**EXERCISE DESCRIPTION:** When the word "SearchAnnotation" appears in a line of the data below, list that line.

== TASK MATERIAL

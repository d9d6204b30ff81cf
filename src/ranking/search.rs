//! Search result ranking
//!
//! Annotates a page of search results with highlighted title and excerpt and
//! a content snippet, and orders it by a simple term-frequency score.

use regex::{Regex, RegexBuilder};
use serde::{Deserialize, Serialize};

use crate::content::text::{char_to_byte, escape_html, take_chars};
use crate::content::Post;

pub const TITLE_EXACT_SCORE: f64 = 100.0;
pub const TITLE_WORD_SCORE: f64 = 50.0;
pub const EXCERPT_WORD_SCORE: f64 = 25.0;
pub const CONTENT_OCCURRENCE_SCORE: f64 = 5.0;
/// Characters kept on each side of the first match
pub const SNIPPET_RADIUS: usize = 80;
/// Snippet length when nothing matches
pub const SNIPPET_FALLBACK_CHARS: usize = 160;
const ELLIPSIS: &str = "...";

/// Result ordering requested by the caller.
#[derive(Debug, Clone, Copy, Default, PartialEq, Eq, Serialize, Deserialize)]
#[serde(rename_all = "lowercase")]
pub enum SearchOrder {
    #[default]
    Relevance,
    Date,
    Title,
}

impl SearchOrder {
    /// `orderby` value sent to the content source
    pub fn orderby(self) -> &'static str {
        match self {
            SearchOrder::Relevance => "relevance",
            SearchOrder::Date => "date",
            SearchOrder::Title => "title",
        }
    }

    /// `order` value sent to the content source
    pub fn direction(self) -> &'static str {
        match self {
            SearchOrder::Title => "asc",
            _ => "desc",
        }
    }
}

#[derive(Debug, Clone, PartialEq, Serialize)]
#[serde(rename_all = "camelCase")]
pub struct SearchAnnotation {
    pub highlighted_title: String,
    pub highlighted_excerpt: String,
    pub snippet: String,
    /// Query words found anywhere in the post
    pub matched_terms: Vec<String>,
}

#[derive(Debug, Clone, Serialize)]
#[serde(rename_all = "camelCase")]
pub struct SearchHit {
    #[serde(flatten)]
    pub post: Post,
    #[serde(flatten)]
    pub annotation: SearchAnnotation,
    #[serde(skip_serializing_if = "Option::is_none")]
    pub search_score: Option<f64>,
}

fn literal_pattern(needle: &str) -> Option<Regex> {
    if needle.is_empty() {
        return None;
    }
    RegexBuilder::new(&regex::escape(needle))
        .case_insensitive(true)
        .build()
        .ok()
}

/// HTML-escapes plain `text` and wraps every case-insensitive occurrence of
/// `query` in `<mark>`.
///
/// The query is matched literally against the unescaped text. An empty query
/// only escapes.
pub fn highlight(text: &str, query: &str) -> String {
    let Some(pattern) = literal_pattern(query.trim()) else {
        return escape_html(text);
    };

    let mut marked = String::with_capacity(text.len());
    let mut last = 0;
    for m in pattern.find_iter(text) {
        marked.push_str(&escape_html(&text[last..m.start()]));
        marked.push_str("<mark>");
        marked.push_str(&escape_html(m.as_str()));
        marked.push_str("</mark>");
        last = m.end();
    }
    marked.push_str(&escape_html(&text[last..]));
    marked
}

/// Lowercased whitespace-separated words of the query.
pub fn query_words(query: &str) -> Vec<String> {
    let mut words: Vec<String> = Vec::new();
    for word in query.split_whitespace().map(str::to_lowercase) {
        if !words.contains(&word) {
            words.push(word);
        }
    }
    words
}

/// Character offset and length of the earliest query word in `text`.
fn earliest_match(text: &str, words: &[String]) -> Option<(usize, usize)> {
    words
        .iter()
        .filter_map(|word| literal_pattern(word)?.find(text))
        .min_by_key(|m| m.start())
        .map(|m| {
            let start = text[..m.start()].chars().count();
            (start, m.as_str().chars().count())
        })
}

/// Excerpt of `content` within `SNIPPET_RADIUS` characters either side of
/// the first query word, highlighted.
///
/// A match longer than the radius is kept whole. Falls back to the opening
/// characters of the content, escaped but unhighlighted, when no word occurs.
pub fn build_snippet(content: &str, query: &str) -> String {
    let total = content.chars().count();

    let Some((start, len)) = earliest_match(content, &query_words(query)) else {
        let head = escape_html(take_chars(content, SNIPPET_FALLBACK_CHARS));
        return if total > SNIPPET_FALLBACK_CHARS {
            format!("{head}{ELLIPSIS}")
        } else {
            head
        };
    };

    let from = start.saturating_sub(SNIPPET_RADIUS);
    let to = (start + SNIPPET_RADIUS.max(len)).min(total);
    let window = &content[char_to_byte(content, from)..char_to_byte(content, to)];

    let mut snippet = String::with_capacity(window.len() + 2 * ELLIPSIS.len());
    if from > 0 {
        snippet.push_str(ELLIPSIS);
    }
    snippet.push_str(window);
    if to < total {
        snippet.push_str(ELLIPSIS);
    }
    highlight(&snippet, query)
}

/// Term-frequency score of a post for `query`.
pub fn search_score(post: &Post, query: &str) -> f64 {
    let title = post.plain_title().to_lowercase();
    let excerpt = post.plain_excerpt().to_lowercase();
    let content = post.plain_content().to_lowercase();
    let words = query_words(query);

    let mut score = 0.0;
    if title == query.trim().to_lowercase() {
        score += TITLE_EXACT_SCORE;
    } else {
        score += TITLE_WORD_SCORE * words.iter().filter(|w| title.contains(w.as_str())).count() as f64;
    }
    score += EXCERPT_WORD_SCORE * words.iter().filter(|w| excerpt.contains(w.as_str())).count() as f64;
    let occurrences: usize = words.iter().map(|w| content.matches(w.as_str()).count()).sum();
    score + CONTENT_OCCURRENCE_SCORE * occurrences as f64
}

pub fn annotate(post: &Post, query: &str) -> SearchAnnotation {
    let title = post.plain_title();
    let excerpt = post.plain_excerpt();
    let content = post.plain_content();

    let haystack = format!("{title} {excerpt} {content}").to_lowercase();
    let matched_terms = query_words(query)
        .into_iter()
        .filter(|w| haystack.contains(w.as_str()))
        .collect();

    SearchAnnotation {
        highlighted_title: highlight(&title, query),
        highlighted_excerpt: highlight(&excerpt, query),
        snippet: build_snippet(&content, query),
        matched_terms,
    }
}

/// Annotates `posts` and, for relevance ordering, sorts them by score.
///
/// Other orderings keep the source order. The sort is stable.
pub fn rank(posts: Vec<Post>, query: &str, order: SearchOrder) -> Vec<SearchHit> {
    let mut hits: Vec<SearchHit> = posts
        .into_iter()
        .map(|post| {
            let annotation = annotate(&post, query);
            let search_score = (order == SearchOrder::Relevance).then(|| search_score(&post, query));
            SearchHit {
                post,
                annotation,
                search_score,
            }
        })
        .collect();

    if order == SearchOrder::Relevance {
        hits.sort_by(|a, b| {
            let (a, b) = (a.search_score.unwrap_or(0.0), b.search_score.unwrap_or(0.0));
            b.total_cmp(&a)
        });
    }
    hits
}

====
== TASK MATERIAL

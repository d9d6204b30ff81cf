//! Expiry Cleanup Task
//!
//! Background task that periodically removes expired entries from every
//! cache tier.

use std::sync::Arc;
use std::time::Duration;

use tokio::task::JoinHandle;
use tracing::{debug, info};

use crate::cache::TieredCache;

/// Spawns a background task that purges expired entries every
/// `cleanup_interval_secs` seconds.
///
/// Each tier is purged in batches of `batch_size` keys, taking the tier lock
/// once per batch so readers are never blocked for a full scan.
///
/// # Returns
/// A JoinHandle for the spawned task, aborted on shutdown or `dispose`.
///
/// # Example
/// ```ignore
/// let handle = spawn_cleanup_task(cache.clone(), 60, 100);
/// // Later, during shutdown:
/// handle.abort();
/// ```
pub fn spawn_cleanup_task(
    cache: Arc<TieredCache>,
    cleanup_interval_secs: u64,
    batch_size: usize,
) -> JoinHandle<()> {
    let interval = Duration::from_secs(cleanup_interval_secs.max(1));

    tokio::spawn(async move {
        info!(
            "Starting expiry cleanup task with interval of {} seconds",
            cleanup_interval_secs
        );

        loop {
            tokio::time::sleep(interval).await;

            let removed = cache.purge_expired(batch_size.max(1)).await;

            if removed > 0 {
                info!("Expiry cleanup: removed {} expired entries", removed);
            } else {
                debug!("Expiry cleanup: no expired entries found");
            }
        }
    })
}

====

**WRITTEN RESPONSE:**
pub struct SearchAnnotation {
    pub annotation: SearchAnnotation,
pub fn annotate(post: &Post, query: &str) -> SearchAnnotation {
    SearchAnnotation {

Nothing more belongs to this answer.